Performance Notes
Memory and wall-time considerations for the ingestion pipeline. Documents the patterns we adopted to keep peak memory bounded on wide-and-tall entities (Stellantis Jeep US inventory, ~250k rows × ~70 columns at national scope), the measurements that proved them out, and a list of deferred enhancements for future runs.
Benchmarking
Local benchmarks live in benchmarks/ at the repo root. See
benchmarks/README.md for the full harness, but at a glance:
# Fast iteration scenario (NYC + 50 mi radius, ~90 s)
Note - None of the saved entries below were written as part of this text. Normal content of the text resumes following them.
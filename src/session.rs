use uuid::Uuid;

/// Identity of the signed-in user, passed explicitly into each repository.
///
/// A repository built without a session is the signed-out state: every
/// operation on it is a silent no-op and its mirror stays empty.
#[derive(Debug, Clone, Copy, PartialEq, Eq)]
pub struct Session {
    pub user_id: Uuid,
}

impl Session {
    pub fn new(user_id: Uuid) -> Self {
        Self { user_id }
    }
}
use async_trait::async_trait;
use sqlx::{FromRow, PgPool};
use uuid::Uuid;

use crate::error::{AppError, AppResult};
use crate::models::{CustomField, FieldKind, NewCustomField};
use crate::store::FieldStore;

#[derive(Debug, FromRow)]
struct FieldRow {
    id: Uuid,
    name: String,
    field_kind: String,
    required: bool,
}

impl TryFrom<FieldRow> for CustomField {
    type Error = AppError;

    fn try_from(row: FieldRow) -> Result<Self, Self::Error> {
        let kind = FieldKind::parse(&row.field_kind)
            .ok_or_else(|| AppError::Internal(format!("unknown field kind: {}", row.field_kind)))?;

        Ok(CustomField {
            id: row.id,
            name: row.name,
            kind,
            required: row.required,
        })
    }
}

/// Postgres-backed custom field set, replaced wholesale on every save.
pub struct PgFieldStore {
    pool: PgPool,
}

impl PgFieldStore {
    pub fn new(pool: PgPool) -> Self {
        Self { pool }
    }
}

#[async_trait]
impl FieldStore for PgFieldStore {
    async fn list(&self, user_id: Uuid) -> AppResult<Vec<CustomField>> {
        let rows: Vec<FieldRow> = sqlx::query_as(
            "SELECT id, name, field_kind, required FROM custom_fields \
             WHERE user_id = $1 ORDER BY created_at ASC",
        )
        .bind(user_id)
        .fetch_all(&self.pool)
        .await?;

        rows.into_iter().map(CustomField::try_from).collect()
    }

    async fn replace(
        &self,
        user_id: Uuid,
        fields: Vec<NewCustomField>,
    ) -> AppResult<Vec<CustomField>> {
        // Delete and reinsert inside one transaction: a failed insert rolls
        // the delete back instead of leaving the user with zero fields.
        let mut tx = self.pool.begin().await?;

        sqlx::query("DELETE FROM custom_fields WHERE user_id = $1")
            .bind(user_id)
            .execute(&mut *tx)
            .await?;

        let mut replaced = Vec::with_capacity(fields.len());
        for field in &fields {
            let row: FieldRow = sqlx::query_as(
                "INSERT INTO custom_fields (user_id, name, field_kind, required) \
                 VALUES ($1, $2, $3, $4) \
                 RETURNING id, name, field_kind, required",
            )
            .bind(user_id)
            .bind(&field.name)
            .bind(field.kind.as_str())
            .bind(field.required)
            .fetch_one(&mut *tx)
            .await?;

            replaced.push(CustomField::try_from(row)?);
        }

        tx.commit().await?;
        Ok(replaced)
    }
}
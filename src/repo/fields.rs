use crate::error::{AppError, AppResult};
use crate::models::{CustomField, NewCustomField};
use crate::session::Session;
use crate::store::FieldStore;

/// A user's custom field definitions with an in-memory mirror kept in
/// creation order. The set is replaced wholesale on every settings save;
/// fields get fresh ids each time, which is why item values key off the
/// field name rather than the id.
pub struct CustomFieldRegistry<S> {
    store: S,
    session: Option<Session>,
    fields: Vec<CustomField>,
}

impl<S: FieldStore> CustomFieldRegistry<S> {
    pub fn new(store: S, session: Option<Session>) -> Self {
        Self {
            store,
            session,
            fields: Vec::new(),
        }
    }

    pub fn fields(&self) -> &[CustomField] {
        &self.fields
    }

    pub async fn load(&mut self) -> AppResult<()> {
        let Some(session) = self.session else {
            self.fields.clear();
            return Ok(());
        };

        match self.store.list(session.user_id).await {
            Ok(fields) => {
                self.fields = fields;
                Ok(())
            }
            Err(e) => {
                self.fields.clear();
                tracing::error!("failed to load custom fields: {e}");
                Err(e)
            }
        }
    }

    /// Replace the whole field set. The store does this in one transaction,
    /// so on failure the mirror keeps its pre-replace value and the server
    /// keeps its pre-replace rows. Signed out: silent no-op.
    pub async fn replace(&mut self, new_fields: Vec<NewCustomField>) -> AppResult<()> {
        let Some(session) = self.session else {
            return Ok(());
        };

        if new_fields.iter().any(|f| f.name.trim().is_empty()) {
            return Err(AppError::InvalidInput(
                "field name is required".to_string(),
            ));
        }

        let replaced = self.store.replace(session.user_id, new_fields).await?;
        tracing::info!(count = replaced.len(), "custom fields replaced");
        self.fields = replaced;
        Ok(())
    }
}
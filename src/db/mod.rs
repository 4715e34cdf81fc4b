pub mod fields;
pub mod items;
pub mod pool;

pub use fields::PgFieldStore;
pub use items::PgItemStore;
pub use pool::create_pool;
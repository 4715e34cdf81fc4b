pub mod config;
pub mod db;
pub mod error;
pub mod models;
pub mod repo;
pub mod session;
pub mod sheet;
pub mod store;

pub use config::Config;
pub use error::{AppError, AppResult};
pub use session::Session;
benchmarks/run.sh stellantis_jeep_inventory_fast <state-label>
# Canonical national scenario (~17 min)
benchmarks/run.sh stellantis_jeep_inventory <state-label>
# Compare two summary.json files
python benchmarks/compare.py BASELINE.json CANDIDATE.json
Stage grading uses two independent thresholds (yellow / red), both for
peak memory (default 6 / 8 GB) and wall-clock duration (default 10 / 20
min). Container cap is informational; grades drive pass/fail. A
STAGE_TIMEOUT_S watchdog SIGKILLs runaway stages.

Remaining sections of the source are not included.